En 2011, la déclaration de Aiete signée à Saint-Sébastien par des leaders internationaux reconnus dans la résolution de conflits, Kofi Annan en tête, trace une feuille de route pour ramener la paix au Pays basque. En Espagne, le soutien à ETA faiblit. /«C’est ce qui a été déterminant, encore plus que les coups portés par la police espagnole. Je me suis dit : là, c’est bon, il y a un vrai espoir de passer à autre chose. Ça arrive bien tard, mais ça aurait pu ne jamais arriver/, se souvient Berhoco. /Face à la fragilité du truc, il fallait nous montrer à la hauteur.»/
Plusieurs conférences pour la paix et opérations de désarmement – comme la restitution de l’arsenal d’ETA en avril 2017 – se succèdent. Il y a eu des accidents de parcours, comme les arrestations de Louhossoa en 2016 : quatre militants du désarmement, dont Berhoco, passeront quatre-vingt-seize heures en garde à vue à Paris, la durée autorisée en cas de terrorisme. Après une grosse manifestation en décembre 2017, le dialogue s’engage avec le gouvernement.

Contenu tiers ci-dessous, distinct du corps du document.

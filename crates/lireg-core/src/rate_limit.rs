//! Pacing of registration page fetches.
//!
//! The SMS site is fetched at most once per configured delay. The default
//! pacer sleeps unconditionally before every fetch; the token bucket pacer
//! lets the first fetch through immediately and spaces the rest.

use std::time::Duration;

use governor::clock::DefaultClock;
use governor::state::{InMemoryState, NotKeyed};
use governor::{Quota, RateLimiter};
use serde::{Deserialize, Serialize};

/// Type alias for governor's direct rate limiter.
type DirectLimiter = RateLimiter<NotKeyed, InMemoryState, DefaultClock>;

#[derive(Debug, Clone, Copy, Default, PartialEq, Eq, Serialize, Deserialize)]
#[serde(rename_all = "snake_case")]
pub enum PacingMode {
    /// Sleep for the full delay before every fetch.
    #[default]
    Fixed,
    /// One permit per delay period, no burst.
    TokenBucket,
}

pub enum DetailPacer {
    Disabled,
    Fixed(Duration),
    TokenBucket {
        limiter: DirectLimiter,
        period: Duration,
    },
}

impl DetailPacer {
    /// Build a pacer. A zero delay disables pacing.
    pub fn new(mode: PacingMode, delay: Duration) -> Self {
        if delay.is_zero() {
            return DetailPacer::Disabled;
        }
        match mode {
            PacingMode::Fixed => DetailPacer::Fixed(delay),
            PacingMode::TokenBucket => match Quota::with_period(delay) {
                Some(quota) => DetailPacer::TokenBucket {
                    limiter: DirectLimiter::direct(quota),
                    period: delay,
                },
                None => DetailPacer::Disabled,
            },
        }
    }

    /// Upper bound on how long [`wait`](Self::wait) may block.
    pub fn delay(&self) -> Duration {
        match self {
            DetailPacer::Disabled => Duration::ZERO,
            DetailPacer::Fixed(d) => *d,
            DetailPacer::TokenBucket { period, .. } => *period,
        }
    }

    /// Wait until the next registration fetch is allowed.
    pub async fn wait(&self) {
        match self {
            DetailPacer::Disabled => {}
            DetailPacer::Fixed(d) => tokio::time::sleep(*d).await,
            DetailPacer::TokenBucket { limiter, .. } => limiter.until_ready().await,
        }
    }
}

impl std::fmt::Debug for DetailPacer {
    fn fmt(&self, f: &mut std::fmt::Formatter<'_>) -> std::fmt::Result {
        match self {
            DetailPacer::Disabled => write!(f, "DetailPacer::Disabled"),
            DetailPacer::Fixed(d) => write!(f, "DetailPacer::Fixed({d:?})"),
            DetailPacer::TokenBucket { period, .. } => {
                write!(f, "DetailPacer::TokenBucket({period:?})")
            }
        }
    }
}
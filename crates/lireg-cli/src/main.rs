use std::io::Write;
use std::path::PathBuf;
use std::sync::Arc;
use std::time::Duration;

use clap::{Parser, Subcommand};
use indicatif::{ProgressBar, ProgressStyle};
use tracing_subscriber::EnvFilter;

use lireg_core::config_file;
use lireg_core::{PdfBackend, Pipeline, PipelineEvent, ReportJson, find_mc_numbers, join_pages};
use lireg_pdf_mupdf::MupdfBackend;

mod output;

use output::ColorMode;

/// FMCSA L&I register tool: find newly listed MC numbers and enrich them with
/// carrier registration details
#[derive(Parser, Debug)]
#[command(version, about, long_about = None)]
struct Cli {
    #[command(subcommand)]
    command: Command,
}

#[derive(Subcommand, Debug)]
enum Command {
    /// Fetch the register for a date and look up every MC number in it
    Run {
        /// Register date as YYYYMMDD
        date: String,

        /// Print the JSON report instead of the human-readable one
        #[arg(long)]
        json: bool,

        /// Path to output file
        #[arg(short, long)]
        output: Option<PathBuf>,

        /// Disable colored output
        #[arg(long)]
        no_color: bool,

        /// Timeout for the USDOT lookup, in seconds
        #[arg(long)]
        lookup_timeout: Option<u64>,

        /// Timeout for the registration page, in seconds
        #[arg(long)]
        detail_timeout: Option<u64>,

        /// Timeout for the register download, in seconds (default: none)
        #[arg(long)]
        document_timeout: Option<u64>,

        /// Delay before each registration page fetch, in milliseconds
        #[arg(long)]
        delay_ms: Option<u64>,
    },

    /// List the MC numbers in a local register PDF (no network)
    Scan {
        /// Path to the register PDF
        file_path: PathBuf,

        /// Disable colored output
        #[arg(long)]
        no_color: bool,
    },
}

#[tokio::main]
async fn main() -> anyhow::Result<()> {
    dotenvy::dotenv().ok();

    tracing_subscriber::fmt()
        .with_writer(std::io::stderr)
        .with_env_filter(
            EnvFilter::try_from_default_env().unwrap_or_else(|_| EnvFilter::new("warn")),
        )
        .init();

    let cli = Cli::parse();

    match cli.command {
        Command::Run {
            date,
            json,
            output,
            no_color,
            lookup_timeout,
            detail_timeout,
            document_timeout,
            delay_ms,
        } => {
            // CLI flags > env vars > config file > defaults
            let file = config_file::load_config();
            let mut config = config_file::resolve_config(&file);
            if let Some(secs) = lookup_timeout {
                config.lookup_timeout_secs = secs;
            }
            if let Some(secs) = detail_timeout {
                config.detail_timeout_secs = secs;
            }
            if let Some(secs) = document_timeout {
                config.document_timeout_secs = Some(secs);
            }
            if let Some(ms) = delay_ms {
                config.detail_delay_ms = ms;
            }

            run(date, config, json, output, no_color).await
        }
        Command::Scan {
            file_path,
            no_color,
        } => scan(file_path, no_color).await,
    }
}

async fn run(
    date: String,
    config: lireg_core::Config,
    json: bool,
    output: Option<PathBuf>,
    no_color: bool,
) -> anyhow::Result<()> {
    let color = ColorMode(!no_color && !json && output.is_none());

    let mut writer: Box<dyn Write> = if let Some(ref output_path) = output {
        Box::new(std::fs::File::create(output_path)?)
    } else {
        Box::new(std::io::stdout())
    };

    tracing::debug!(?config, "pipeline configuration");
    let pipeline = Pipeline::live(config, Arc::new(MupdfBackend::new()));

    let bar = ProgressBar::new_spinner();
    bar.set_style(ProgressStyle::with_template("{spinner:.cyan} {msg}").unwrap());
    bar.set_message(format!("Fetching register {date}..."));
    bar.enable_steady_tick(Duration::from_millis(120));

    let progress_cb = {
        let bar = bar.clone();
        move |event: PipelineEvent| update_progress(&bar, event)
    };

    let result = pipeline.run(&date, &progress_cb).await;
    bar.finish_and_clear();
    let result = result?;

    if json {
        serde_json::to_writer_pretty(&mut writer, &ReportJson::from(&result))?;
        writeln!(writer)?;
    } else {
        output::print_report(&mut writer, &result, color)?;
        output::print_summary(&mut writer, &result, color)?;
    }

    Ok(())
}

fn update_progress(bar: &ProgressBar, event: PipelineEvent) {
    match event {
        PipelineEvent::DocumentFetched { bytes, .. } => {
            bar.set_message(format!(
                "Extracting text ({})...",
                indicatif::HumanBytes(bytes as u64)
            ));
        }
        PipelineEvent::TextExtracted { pages, .. } => {
            bar.set_message(format!("Scanning {pages} pages..."));
        }
        PipelineEvent::IdentifiersFound { total } => {
            bar.set_style(
                ProgressStyle::with_template(
                    "{spinner:.green} {msg} [{bar:40.green/dim}] {pos}/{len} (eta {eta})",
                )
                .unwrap()
                .progress_chars("=> "),
            );
            bar.set_length(total as u64);
            bar.set_position(0);
        }
        PipelineEvent::Resolving { mc, .. } => {
            bar.set_message(format!("Resolving {mc}"));
        }
        PipelineEvent::Pacing { wait, .. } => {
            if !wait.is_zero() {
                bar.set_message(format!("Waiting {:.1}s", wait.as_secs_f32()));
            }
        }
        PipelineEvent::Completed { outcome, .. } => {
            if let Some(failure) = outcome.failure() {
                bar.println(format!("{}: {}", outcome.mc, failure.message));
            }
            bar.inc(1);
        }
    }
}

async fn scan(file_path: PathBuf, no_color: bool) -> anyhow::Result<()> {
    if !file_path.exists() {
        anyhow::bail!("File not found: {}", file_path.display());
    }

    let file_name = file_path
        .file_name()
        .map(|n| n.to_string_lossy().to_string())
        .unwrap_or_else(|| file_path.display().to_string());

    let bytes = std::fs::read(&file_path)?;
    let pages = tokio::task::spawn_blocking(move || MupdfBackend::new().extract_pages(&bytes))
        .await?
        .map_err(|e| anyhow::anyhow!("PDF extraction failed: {}", e))?;
    let text = join_pages(&pages);
    let merged = find_mc_numbers(&text);

    let mut stdout = std::io::stdout();
    output::print_scan(&mut stdout, &file_name, &text, &merged, ColorMode(!no_color))?;
    Ok(())
}
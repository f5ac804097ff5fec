//! HTTP surface for the register enrichment pipeline.

use std::sync::Arc;

use axum::Router;
use axum::routing::get;

pub mod handlers;
pub mod models;
pub mod state;

pub use state::AppState;

/// Build the application router: `GET /result` and `GET /health`.
pub fn create_router(state: Arc<AppState>) -> Router {
    Router::new()
        .route("/result", get(handlers::result::result))
        .route("/health", get(handlers::health::health))
        .with_state(state)
}
//! Integration tests for [`Pipeline`] with mocked register, PDF backend and
//! carrier lookups. No network access.

use std::sync::{Arc, Mutex};
use std::time::Duration;

use lireg_core::mock::{MockLookup, MockRegister, TextBackend};
use lireg_core::pipeline::USDOT_NOT_FOUND;
use lireg_core::{
    CarrierDetails, Config, FailureKind, LookupError, Pipeline, PipelineError, PipelineEvent,
};

const REGISTER: &str = "\
FMCSA REGISTER
CERTIFICATES, PERMITS & LICENSES FILED AFTER JANUARY 1, 1995
NUMBER TITLE
MC-300000 GAMMA HAULING LLC
MC-200000 BETA FREIGHT INC
CERTIFICATES OF REGISTRATION
NUMBER TITLE
MC-100000 ALPHA LOGISTICS
MC-200000 BETA FREIGHT INC
DISMISSALS
Decisions and notices
MC-999999 DISMISSED CARRIER
";

fn pipeline(
    register: Arc<MockRegister>,
    backend: TextBackend,
    lookup: Arc<MockLookup>,
    config: Config,
) -> Pipeline {
    Pipeline::new(register, Arc::new(backend), lookup, config)
}

fn no_progress(_: PipelineEvent) {}

#[tokio::test(start_paused = true)]
async fn resolves_every_number_in_ascending_order() {
    let register = Arc::new(MockRegister::ok(b"%PDF"));
    let lookup = Arc::new(
        MockLookup::new()
            .with_usdot("MC-100000", "1111111")
            .with_usdot("MC-200000", "2222222")
            .with_usdot("MC-300000", "3333333")
            .with_details("1111111", &[("Legal Name", "ALPHA LOGISTICS")]),
    );
    let p = pipeline(
        register.clone(),
        TextBackend::pages([REGISTER]),
        lookup.clone(),
        Config::default(),
    );

    let result = p.run("20240105", &no_progress).await.unwrap();

    assert_eq!(result.date.as_str(), "20240105");
    assert!(result.document_url.ends_with("LI_REGISTER20240105.PDF"));
    assert_eq!(result.total_mc_numbers, 3);
    let mcs: Vec<&str> = result.outcomes.iter().map(|o| o.mc.as_str()).collect();
    assert_eq!(mcs, ["MC-100000", "MC-200000", "MC-300000"]);
    assert_eq!(lookup.resolve_calls(), ["MC-100000", "MC-200000", "MC-300000"]);
    assert_eq!(lookup.detail_calls(), ["1111111", "2222222", "3333333"]);
    assert_eq!(register.fetch_count(), 1);

    match &result.outcomes[0].details {
        CarrierDetails::Record(record) => {
            assert_eq!(record.usdot.as_str(), "1111111");
            assert_eq!(record.info["Legal Name"], "ALPHA LOGISTICS");
        }
        other => panic!("expected a record, got {other:?}"),
    }
    assert!(result.outcomes.iter().all(|o| o.is_success()));
}

#[tokio::test(start_paused = true)]
async fn empty_register_makes_no_lookups() {
    let lookup = Arc::new(MockLookup::new());
    let p = pipeline(
        Arc::new(MockRegister::ok(b"%PDF")),
        TextBackend::pages(["nothing to see here", ""]),
        lookup.clone(),
        Config::default(),
    );

    let result = p.run("20240105", &no_progress).await.unwrap();

    assert_eq!(result.total_mc_numbers, 0);
    assert!(result.outcomes.is_empty());
    assert_eq!(lookup.call_count(), 0);
}

#[tokio::test(start_paused = true)]
async fn failures_are_recorded_and_the_batch_continues() {
    let lookup = Arc::new(
        MockLookup::new()
            .with_resolve_error("MC-100000", LookupError::Rejected { status: 403 })
            // MC-200000 is unknown: the lookup page carries no USDOT number
            .with_usdot("MC-300000", "3333333")
            .with_details_error("3333333", LookupError::Rejected { status: 500 }),
    );
    let p = pipeline(
        Arc::new(MockRegister::ok(b"%PDF")),
        TextBackend::pages([REGISTER]),
        lookup.clone(),
        Config::default(),
    );

    let result = p.run("20240105", &no_progress).await.unwrap();
    assert_eq!(result.outcomes.len(), 3);

    let rejected = result.outcomes[0].failure().unwrap();
    assert_eq!(rejected.kind, FailureKind::Lookup);
    assert_eq!(rejected.message, USDOT_NOT_FOUND);
    assert_eq!(rejected.status, Some(403));
    assert!(result.outcomes[0].usdot.is_none());

    let missing = result.outcomes[1].failure().unwrap();
    assert_eq!(missing.kind, FailureKind::Lookup);
    assert_eq!(
        missing.details.as_deref(),
        Some("No USDOT Number in lookup response for MC: MC-200000")
    );

    let scrape = result.outcomes[2].failure().unwrap();
    assert_eq!(scrape.kind, FailureKind::Scrape);
    assert_eq!(scrape.message, "Failed to fetch page for USDOT: 3333333");
    assert_eq!(scrape.status, Some(500));
    assert_eq!(
        result.outcomes[2].usdot.as_ref().map(|u| u.as_str()),
        Some("3333333")
    );

    let summary = result.summary();
    assert_eq!(summary.resolved, 0);
    assert_eq!(summary.lookup_failed, 2);
    assert_eq!(summary.scrape_failed, 1);

    // Only the resolved number reached the registration stage.
    assert_eq!(lookup.detail_calls(), ["3333333"]);
}

#[tokio::test(start_paused = true)]
async fn transport_errors_are_recorded_without_status() {
    let lookup = Arc::new(
        MockLookup::new()
            .with_resolve_error("MC-100000", LookupError::Transport("operation timed out".into()))
            .with_usdot("MC-300000", "3333333")
            .with_details_error("3333333", LookupError::Transport("connection reset".into())),
    );
    let p = pipeline(
        Arc::new(MockRegister::ok(b"%PDF")),
        TextBackend::pages([REGISTER]),
        lookup.clone(),
        Config::default(),
    );

    let result = p.run("20240105", &no_progress).await.unwrap();
    assert_eq!(result.outcomes.len(), 3);

    let lookup_failure = result.outcomes[0].failure().unwrap();
    assert_eq!(lookup_failure.kind, FailureKind::Lookup);
    assert_eq!(lookup_failure.message, USDOT_NOT_FOUND);
    assert_eq!(
        lookup_failure.details.as_deref(),
        Some("Exception while fetching USDOT for MC: MC-100000: operation timed out")
    );
    assert_eq!(lookup_failure.status, None);
    assert!(result.outcomes[0].usdot.is_none());

    let scrape_failure = result.outcomes[2].failure().unwrap();
    assert_eq!(scrape_failure.kind, FailureKind::Scrape);
    assert_eq!(
        scrape_failure.message,
        "Exception during scraping for USDOT: 3333333"
    );
    assert_eq!(scrape_failure.details.as_deref(), Some("connection reset"));
    assert_eq!(scrape_failure.status, None);
    assert_eq!(
        result.outcomes[2].usdot.as_ref().map(|u| u.as_str()),
        Some("3333333")
    );

    assert_eq!(lookup.detail_calls(), ["3333333"]);
}

#[tokio::test]
async fn failed_register_download_is_fatal() {
    let register = Arc::new(MockRegister::transport("connection refused"));
    let lookup = Arc::new(MockLookup::new());
    let p = pipeline(
        register.clone(),
        TextBackend::pages([REGISTER]),
        lookup.clone(),
        Config::default(),
    );

    let err = p.run("20240105", &no_progress).await.unwrap_err();

    match &err {
        PipelineError::DocumentFetch { url, message } => {
            assert!(url.ends_with("LI_REGISTER20240105.PDF"));
            assert_eq!(message, "connection refused");
        }
        other => panic!("expected DocumentFetch, got {other:?}"),
    }
    assert_eq!(register.fetch_count(), 1);
    assert_eq!(lookup.call_count(), 0);
}

#[tokio::test(start_paused = true)]
async fn delay_precedes_every_registration_fetch() {
    let lookup = Arc::new(
        MockLookup::new()
            .with_usdot("MC-100000", "1111111")
            .with_usdot("MC-300000", "3333333"),
    );
    let p = pipeline(
        Arc::new(MockRegister::ok(b"%PDF")),
        TextBackend::pages([REGISTER]),
        lookup.clone(),
        Config::default(),
    );

    let start = tokio::time::Instant::now();
    p.run("20240105", &no_progress).await.unwrap();

    let times = lookup.detail_call_times();
    assert_eq!(times.len(), 2);
    assert!(times[0] - start >= Duration::from_secs(3));
    // MC-200000 fails its lookup in between and adds no delay.
    let gap = times[1] - times[0];
    assert!(gap >= Duration::from_secs(3) && gap < Duration::from_secs(4));
}

#[tokio::test(start_paused = true)]
async fn lookup_failures_do_not_wait() {
    let lookup = Arc::new(MockLookup::new());
    let p = pipeline(
        Arc::new(MockRegister::ok(b"%PDF")),
        TextBackend::pages([REGISTER]),
        lookup.clone(),
        Config::default(),
    );

    let start = tokio::time::Instant::now();
    let result = p.run("20240105", &no_progress).await.unwrap();

    assert_eq!(result.outcomes.len(), 3);
    assert!(result.outcomes.iter().all(|o| !o.is_success()));
    assert!(start.elapsed() < Duration::from_secs(1));
}

#[tokio::test]
async fn unavailable_register_is_fatal() {
    let register = Arc::new(MockRegister::unavailable(404));
    let lookup = Arc::new(MockLookup::new());
    let p = pipeline(
        register.clone(),
        TextBackend::pages([REGISTER]),
        lookup.clone(),
        Config::default(),
    );

    let err = p.run("20240105", &no_progress).await.unwrap_err();

    match &err {
        PipelineError::DocumentUnavailable { status, url } => {
            assert_eq!(*status, 404);
            assert!(url.ends_with("LI_REGISTER20240105.PDF"));
        }
        other => panic!("expected DocumentUnavailable, got {other:?}"),
    }
    assert!(err.to_string().starts_with("PDF not available. Status Code: 404."));
    assert_eq!(register.fetch_count(), 1);
    assert_eq!(lookup.call_count(), 0);
}

#[tokio::test]
async fn unreadable_register_is_fatal() {
    let lookup = Arc::new(MockLookup::new());
    let p = pipeline(
        Arc::new(MockRegister::ok(b"not a pdf")),
        TextBackend::unreadable("no objects found"),
        lookup.clone(),
        Config::default(),
    );

    let err = p.run("20240105", &no_progress).await.unwrap_err();
    assert!(matches!(err, PipelineError::DocumentFormat(_)));
    assert_eq!(lookup.call_count(), 0);
}

#[tokio::test]
async fn missing_date_fetches_nothing() {
    let register = Arc::new(MockRegister::ok(b"%PDF"));
    let p = pipeline(
        register.clone(),
        TextBackend::pages([REGISTER]),
        Arc::new(MockLookup::new()),
        Config::default(),
    );

    let err = p.run("  ", &no_progress).await.unwrap_err();
    assert!(matches!(err, PipelineError::MissingDate));
    assert_eq!(register.fetch_count(), 0);
}

#[tokio::test]
async fn progress_events_follow_the_run() {
    let lookup = Arc::new(MockLookup::new().with_usdot("MC-100000", "1111111"));
    let config = Config {
        detail_delay_ms: 0,
        ..Config::default()
    };
    let p = pipeline(
        Arc::new(MockRegister::ok(b"%PDF")),
        TextBackend::pages([REGISTER]),
        lookup,
        config,
    );

    let events = Mutex::new(Vec::new());
    let record = |e: PipelineEvent| {
        let tag = match e {
            PipelineEvent::DocumentFetched { .. } => "fetched",
            PipelineEvent::TextExtracted { .. } => "extracted",
            PipelineEvent::IdentifiersFound { .. } => "found",
            PipelineEvent::Resolving { .. } => "resolving",
            PipelineEvent::Pacing { .. } => "pacing",
            PipelineEvent::Completed { .. } => "completed",
        };
        events.lock().unwrap().push(tag);
    };
    p.run("20240105", &record).await.unwrap();

    assert_eq!(
        *events.lock().unwrap(),
        [
            "fetched",
            "extracted",
            "found",
            "resolving",
            "pacing",
            "completed",
            "resolving",
            "completed",
            "resolving",
            "completed",
        ]
    );
}

#[test]
fn pipeline_exposes_its_config() {
    let config = Config {
        detail_delay_ms: 250,
        document_timeout_secs: Some(30),
        ..Config::default()
    };
    let p = pipeline(
        Arc::new(MockRegister::ok(b"%PDF")),
        TextBackend::pages([REGISTER]),
        Arc::new(MockLookup::new()),
        config,
    );
    assert_eq!(p.config().detail_delay(), Duration::from_millis(250));
    assert_eq!(p.config().document_timeout(), Some(Duration::from_secs(30)));
}
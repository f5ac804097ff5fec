//! Carrier lookups against the public FMCSA sites.

pub mod safer;
pub mod sms;

use std::future::Future;
use std::pin::Pin;
use std::time::Duration;

use thiserror::Error;
use tracing::debug;

use crate::{CarrierRecord, Config, McNumber, UsdotNumber};

pub(crate) const USER_AGENT: &str = "Mozilla/5.0";

/// Error from a single lookup call. Recorded per identifier, never fatal.
#[derive(Error, Debug, Clone, PartialEq, Eq)]
pub enum LookupError {
    /// The server answered with a non-success status.
    #[error("HTTP {status}")]
    Rejected { status: u16 },
    /// Connection failure, timeout, or unreadable body.
    #[error("{0}")]
    Transport(String),
    /// The body could not be parsed.
    #[error("parse error: {0}")]
    Parse(String),
}

impl LookupError {
    pub fn status(&self) -> Option<u16> {
        match self {
            LookupError::Rejected { status } => Some(*status),
            _ => None,
        }
    }
}

/// Resolves MC numbers and fetches carrier details.
pub trait CarrierLookup: Send + Sync {
    /// Resolve an MC number to its USDOT number.
    ///
    /// `Ok(None)` means the lookup page was fetched but carried no USDOT number.
    fn resolve_usdot<'a>(
        &'a self,
        mc: &'a McNumber,
    ) -> Pin<Box<dyn Future<Output = Result<Option<UsdotNumber>, LookupError>> + Send + 'a>>;

    /// Fetch the registration details for a USDOT number.
    fn carrier_details<'a>(
        &'a self,
        usdot: &'a UsdotNumber,
    ) -> Pin<Box<dyn Future<Output = Result<CarrierRecord, LookupError>> + Send + 'a>>;
}

/// Live lookups: SAFER company snapshot and SMS carrier registration.
pub struct FmcsaLookup {
    client: reqwest::Client,
    lookup_timeout: Duration,
    detail_timeout: Duration,
}

impl FmcsaLookup {
    pub fn new(client: reqwest::Client, config: &Config) -> Self {
        Self {
            client,
            lookup_timeout: config.lookup_timeout(),
            detail_timeout: config.detail_timeout(),
        }
    }
}

impl CarrierLookup for FmcsaLookup {
    fn resolve_usdot<'a>(
        &'a self,
        mc: &'a McNumber,
    ) -> Pin<Box<dyn Future<Output = Result<Option<UsdotNumber>, LookupError>> + Send + 'a>> {
        Box::pin(safer::resolve_usdot(&self.client, mc, self.lookup_timeout))
    }

    fn carrier_details<'a>(
        &'a self,
        usdot: &'a UsdotNumber,
    ) -> Pin<Box<dyn Future<Output = Result<CarrierRecord, LookupError>> + Send + 'a>> {
        Box::pin(sms::carrier_details(&self.client, usdot, self.detail_timeout))
    }
}

/// GET `url` with the fixed header set and return the body text on 2xx.
pub(crate) async fn fetch_html(
    client: &reqwest::Client,
    url: &str,
    accept: &str,
    referer: &str,
    timeout: Duration,
) -> Result<String, LookupError> {
    debug!(%url, timeout_secs = timeout.as_secs(), "lookup request");
    let resp = client
        .get(url)
        .header("User-Agent", USER_AGENT)
        .header("Referer", referer)
        .header("Accept", accept)
        .timeout(timeout)
        .send()
        .await
        .map_err(|e| LookupError::Transport(e.to_string()))?;

    check_lookup_response(&resp)?;

    resp.text()
        .await
        .map_err(|e| LookupError::Transport(e.to_string()))
}

/// `Err(Rejected)` for any non-success status.
pub fn check_lookup_response(resp: &reqwest::Response) -> Result<(), LookupError> {
    let status = resp.status();
    if status.is_success() {
        Ok(())
    } else {
        Err(LookupError::Rejected {
            status: status.as_u16(),
        })
    }
}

Depuis deux ans, le nombre de prisonniers basques incarcérés en France a diminué de 69 à 38, dispersés dans 21 prisons du territoire avant d’être regroupés et rapprochés du Sud-Ouest sous l’impulsion des Artisans de la paix. En mai, Emmanuel Macron évoque pour la première fois le processus de paix en public : /«C’est un exemple. Le devoir de l’Etat est d’accompagner le mouvement.»/ Samedi, ce processus doit renouveler sa feuille de route, arrêter un calendrier et relancer un espace de discussion.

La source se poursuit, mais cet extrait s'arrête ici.